How do the lines below between the ones holding "token.to_le_bytes().to_vec()" and "index: 1, ..", inclusive, read? Give them again exactly, with no other lines.

Stored data:
════════════════

#![allow(missing_docs)]

use std::sync::Arc;

use blockdoc::codec::{BlockId, CodecError, DecodeOptions, Document, EncodeOptions, LinkPolicy, Schema};
use blockdoc_testkit::LeBytes;

const SCHEMA: &str = r#"{
	"format": { "name": "links", "magic": "LNKS", "link_sentinel_since": 2 },
	"records": [
		{ "name": "Leaf", "fields": [{ "name": "Next", "type": "Ref", "template": "Leaf" }] },
		{ "name": "Other", "fields": [{ "name": "Value", "type": "UInt" }] },
		{ "name": "Pointer", "fields": [{ "name": "Target", "type": "Ptr", "template": "Leaf" }] },
		{
			"name": "Backwards",
			"fields": [
				{ "name": "Link", "type": "Ref", "cond": "Later" },
				{ "name": "Later", "type": "UInt" }
			]
		}
	]
}"#;

/// Same link records, but the footer lists the roots.
const ROOTED_SCHEMA: &str = r#"{
	"format": { "name": "rooted", "magic": "ROOT", "link_sentinel_since": 2, "footer": "Footer", "roots_field": "Roots" },
	"records": [
		{ "name": "Leaf", "fields": [{ "name": "Next", "type": "Ref", "template": "Leaf" }] },
		{ "name": "Pointer", "fields": [{ "name": "Target", "type": "Ptr", "template": "Leaf" }] },
		{
			"name": "Footer",
			"fields": [
				{ "name": "Num Roots", "type": "UInt" },
				{ "name": "Roots", "type": "Ref", "arr1": "Num Roots" }
			]
		}
	]
}"#;

fn schema() -> Arc<Schema> {
	Arc::new(Schema::from_json_str(SCHEMA).expect("schema validates"))
}

fn rooted_schema() -> Arc<Schema> {
	Arc::new(Schema::from_json_str(ROOTED_SCHEMA).expect("schema validates"))
}

/// Container without header or footer: prefix, payloads, table.
fn container(version: u32, type_names: &[&str], blocks: &[(u32, i32, Vec<u8>)]) -> Vec<u8> {
	let mut bytes = LeBytes::new().bytes(b"LNKS").u32(version).u32(0).u32(0);
	let mut entries = Vec::new();
	for (type_index, id, payload) in blocks {
		entries.push((*type_index, bytes.len() as u32, payload.len() as u32, *id));
		bytes = bytes.bytes(payload);
	}
	let table_offset = bytes.len() as u32;
	bytes = bytes.patch_u32(12, table_offset).u32(type_names.len() as u32);
	for name in type_names {
		bytes = bytes.sized_string(name);
	}
	bytes = bytes.u32(entries.len() as u32);
	for (type_index, offset, size, id) in entries {
		bytes = bytes.u32(type_index).u32(version).u32(offset).u32(size).i32(id);
	}
	bytes.finish()
}

fn link(token: i32) -> Vec<u8> {
	token.to_le_bytes().to_vec()
}

#[test]
fn links_resolve_by_block_id() {
	let raw = container(2, &["Leaf"], &[(0, 0, link(1)), (0, 1, link(-1))]);
	let doc = Document::decode(schema(), raw, &DecodeOptions::strict()).expect("decodes");
	let next = |id: u32| {
		doc.block(BlockId(id))
			.expect("block")
			.record
			.get(doc.schema(), "Next")
			.expect("next")
			.as_link()
			.expect("link")
			.block()
	};
	assert_eq!(next(0), Some(BlockId(1)));
	assert_eq!(next(1), None);
	assert_eq!(doc.roots(), &[BlockId(0)]);
}

#[test]
fn sentinel_depends_on_version() {
	let raw = container(1, &["Leaf"], &[(0, 1, link(2)), (0, 2, link(0))]);
	let doc = Document::decode(schema(), raw.clone(), &DecodeOptions::strict()).expect("old sentinel is zero");
	assert_eq!(doc.roots(), &[BlockId(0)]);

	let encoded = doc.encode(&EncodeOptions::default()).expect("encodes");
	assert_eq!(encoded, raw, "pre-threshold ids start at one");
}

#[test]
fn dangling_links_follow_the_policy() {
	let raw = container(2, &["Leaf"], &[(0, 0, link(9))]);
	let err = Document::decode(schema(), raw.clone(), &DecodeOptions::strict()).expect_err("dangling");
	assert!(matches!(err, CodecError::LinkUnresolved { index: 9 }));

	let doc = Document::decode(schema(), raw, &DecodeOptions::lenient()).expect("lenient decode");
	let next = doc.block(BlockId(0)).expect("block").record.get(doc.schema(), "Next").expect("next").clone();
	assert_eq!(next.as_link().and_then(|link| link.block()), None);
}

#[test]
fn mistyped_links_follow_the_policy() {
	let raw = container(2, &["Leaf", "Other"], &[(0, 0, link(1)), (1, 1, 5_u32.to_le_bytes().to_vec())]);
	let err = Document::decode(schema(), raw.clone(), &DecodeOptions::strict()).expect_err("mistyped");
	assert!(matches!(err, CodecError::LinkTypeMismatch { index: 1, .. }));

	let options = DecodeOptions {
		link_policy: LinkPolicy::Lenient,
		..DecodeOptions::strict()
	};
	Document::decode(schema(), raw, &options).expect("lenient links only");
}

#[test]
fn forward_conditions_surface_as_queue_imbalance() {
	// Read sees `Later` at its default and skips the link; resolution sees it set.
	let payload = LeBytes::new().u32(1).finish();
	let raw = container(2, &["Backwards"], &[(0, 0, payload)]);
	let options = DecodeOptions {
		check_block_sizes: false,
		..DecodeOptions::lenient()
	};
	let err = Document::decode(schema(), raw, &options).expect_err("imbalance is fatal in every mode");
	assert!(matches!(err, CodecError::LinkQueueImbalance { pushed: 0, popped: 1 }));
}

#[test]
fn duplicate_and_unknown_blocks_are_rejected() {
	let raw = container(2, &["Leaf"], &[(0, 3, link(-1)), (0, 3, link(-1))]);
	let err = Document::decode(schema(), raw, &DecodeOptions::strict()).expect_err("duplicate id");
	assert!(matches!(err, CodecError::DuplicateBlockId { id: 3 }));

	let raw = container(2, &["Ghost"], &[(0, 0, Vec::new())]);
	let err = Document::decode(schema(), raw, &DecodeOptions::strict()).expect_err("unknown type");
	assert!(matches!(err, CodecError::UnknownBlockType { type_name } if &*type_name == "Ghost"));

	let raw = container(2, &["Leaf"], &[(4, 0, link(-1))]);
	let err = Document::decode(schema(), raw, &DecodeOptions::strict()).expect_err("bad type index");
	assert!(matches!(err, CodecError::BadTypeIndex { type_index: 4, .. }));
}

#[test]
fn cyclic_refs_encode_once() {
	let schema = schema();
	let mut doc = Document::new(Arc::clone(&schema), 2, 0).expect("document");
	let a = doc.new_block("Leaf").expect("a");
	let b = doc.new_block("Leaf").expect("b");
	doc.set_link(a, "Next", Some(b)).expect("a -> b");
	doc.set_link(b, "Next", Some(a)).expect("b -> a");
	doc.set_roots(vec![a]).expect("roots");

	let plan = doc.plan_blocks().expect("plan");
	assert_eq!(plan.order, vec![a, b]);

	let other = doc.new_block("Other").expect("other");
	let err = doc.set_link(a, "Next", Some(other)).expect_err("declared target checked");
	assert!(matches!(err, CodecError::LinkTypeMismatch { .. }));

	let decoded = Document::decode(Arc::clone(&schema), doc.encode(&EncodeOptions::default()).expect("encodes"), &DecodeOptions::strict())
		.expect("decodes");
	assert_eq!(decoded.len(), 3);
	assert_eq!(decoded.roots(), &[BlockId(2)], "every block of a ref cycle is owned");
	assert_eq!(decoded.hash_block(BlockId(0)).expect("hash"), doc.hash_block(a).expect("hash"));
}

#[test]
fn decoded_ref_cycles_survive_re_encoding() {
	let raw = container(2, &["Leaf"], &[(0, 0, link(1)), (0, 1, link(0))]);
	let first = Document::decode(schema(), raw.clone(), &DecodeOptions::strict()).expect("decodes");
	assert_eq!(first.len(), 2);
	assert!(first.roots().is_empty());

	let encoded = first.encode(&EncodeOptions::default()).expect("encodes");
	let second = Document::decode(schema(), encoded.clone(), &DecodeOptions::strict()).expect("decodes again");
	assert_eq!(second.len(), first.len());
	assert_eq!(encoded, raw);
}

#[test]
fn rootless_formats_write_unreachable_blocks() {
	let schema = schema();
	let mut doc = Document::new(Arc::clone(&schema), 2, 0).expect("document");
	let lone = doc.new_block("Other").expect("lone");
	let a = doc.new_block("Leaf").expect("a");
	let b = doc.new_block("Leaf").expect("b");
	doc.set_link(a, "Next", Some(b)).expect("a -> b");
	doc.set_roots(vec![a]).expect("roots");

	let plan = doc.plan_blocks().expect("plan");
	assert_eq!(plan.order, vec![a, b, lone]);
	let names: Vec<&str> = plan.type_names.iter().map(|name| &**name).collect();
	assert_eq!(names, ["Leaf", "Other"]);
}

#[test]
fn long_ref_chains_plan_and_hash_without_recursion() {
	const LEN: usize = 200_000;
	let schema = schema();
	let mut doc = Document::new(Arc::clone(&schema), 2, 0).expect("document");
	let ids: Vec<BlockId> = (0..LEN).map(|_| doc.new_block("Leaf").expect("leaf")).collect();
	for pair in ids.windows(2) {
		doc.set_link(pair[0], "Next", Some(pair[1])).expect("link");
	}
	doc.set_roots(vec![ids[0]]).expect("roots");

	let plan = doc.plan_blocks().expect("plan");
	assert_eq!(plan.order, ids);

	let raw = doc.encode(&EncodeOptions::default()).expect("encodes");
	let decoded = Document::decode(Arc::clone(&schema), raw, &DecodeOptions::strict()).expect("decodes");
	assert_eq!(decoded.len(), LEN);
	assert_eq!(decoded.roots(), &[BlockId(0)]);

	let key = decoded.hash_block(BlockId(0)).expect("hash");
	assert_eq!(key.tokens().len(), LEN + 1);
	assert_eq!(key, doc.hash_block(ids[0]).expect("hash"));
}

#[test]
fn replace_block_redirects_links() {
	let schema = schema();
	let mut doc = Document::new(Arc::clone(&schema), 2, 0).expect("document");
	let a = doc.new_block("Leaf").expect("a");
	let b = doc.new_block("Leaf").expect("b");
	let c = doc.new_block("Leaf").expect("c");
	doc.set_link(a, "Next", Some(b)).expect("a -> b");
	doc.set_link(b, "Next", Some(a)).expect("b -> a");
	doc.set_roots(vec![b]).expect("roots");

	doc.replace_block(b, c).expect("redirect");
	let next = |id: BlockId| doc.block(id).expect("block").record.get(&schema, "Next").expect("next").as_link().and_then(|link| link.block());
	assert_eq!(next(a), Some(c));
	assert_eq!(next(b), Some(a));
	assert_eq!(doc.roots(), &[c]);
	assert_eq!(doc.plan_blocks().expect("plan").order, vec![c, a, b]);
}

#[test]
fn unlisted_ptr_targets_follow_the_encode_policy() {
	let schema = rooted_schema();
	let mut doc = Document::new(Arc::clone(&schema), 2, 0).expect("document");
	let pointer = doc.new_block("Pointer").expect("pointer");
	let leaf = doc.new_block("Leaf").expect("leaf");
	doc.set_link(pointer, "Target", Some(leaf)).expect("pointer -> leaf");
	doc.set_roots(vec![pointer]).expect("roots");

	let err = doc.encode(&EncodeOptions::default()).expect_err("ptr does not list its target");
	assert!(matches!(err, CodecError::LinkNotListed { block } if block == leaf.0));

	let lenient = EncodeOptions {
		link_policy: LinkPolicy::Lenient,
		..EncodeOptions::default()
	};
	let raw = doc.encode(&lenient).expect("lenient encode writes none");
	let decoded = Document::decode(schema, raw, &DecodeOptions::strict()).expect("decodes");
	assert_eq!(decoded.len(), 1);
	assert_eq!(decoded.roots(), &[BlockId(0)]);
	let target = decoded.block(BlockId(0)).expect("block").record.get(decoded.schema(), "Target").expect("target").clone();
	assert_eq!(target.as_link().and_then(|link| link.block()), None);
}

════════════════

● **Answer to this exercise**:
	token.to_le_bytes().to_vec()
}

#[test]
fn links_resolve_by_block_id() {
	let raw = container(2, &["Leaf"], &[(0, 0, link(1)), (0, 1, link(-1))]);
	let doc = Document::decode(schema(), raw, &DecodeOptions::strict()).expect("decodes");
	let next = |id: u32| {
		doc.block(BlockId(id))
			.expect("block")
			.record
			.get(doc.schema(), "Next")
			.expect("next")
			.as_link()
			.expect("link")
			.block()
	};
	assert_eq!(next(0), Some(BlockId(1)));
	assert_eq!(next(1), None);
	assert_eq!(doc.roots(), &[BlockId(0)]);
}

#[test]
fn sentinel_depends_on_version() {
	let raw = container(1, &["Leaf"], &[(0, 1, link(2)), (0, 2, link(0))]);
	let doc = Document::decode(schema(), raw.clone(), &DecodeOptions::strict()).expect("old sentinel is zero");
	assert_eq!(doc.roots(), &[BlockId(0)]);

	let encoded = doc.encode(&EncodeOptions::default()).expect("encodes");
	assert_eq!(encoded, raw, "pre-threshold ids start at one");
}

#[test]
fn dangling_links_follow_the_policy() {
	let raw = container(2, &["Leaf"], &[(0, 0, link(9))]);
	let err = Document::decode(schema(), raw.clone(), &DecodeOptions::strict()).expect_err("dangling");
	assert!(matches!(err, CodecError::LinkUnresolved { index: 9 }));

	let doc = Document::decode(schema(), raw, &DecodeOptions::lenient()).expect("lenient decode");
	let next = doc.block(BlockId(0)).expect("block").record.get(doc.schema(), "Next").expect("next").clone();
	assert_eq!(next.as_link().and_then(|link| link.block()), None);
}

#[test]
fn mistyped_links_follow_the_policy() {
	let raw = container(2, &["Leaf", "Other"], &[(0, 0, link(1)), (1, 1, 5_u32.to_le_bytes().to_vec())]);
	let err = Document::decode(schema(), raw.clone(), &DecodeOptions::strict()).expect_err("mistyped");
	assert!(matches!(err, CodecError::LinkTypeMismatch { index: 1, .. }));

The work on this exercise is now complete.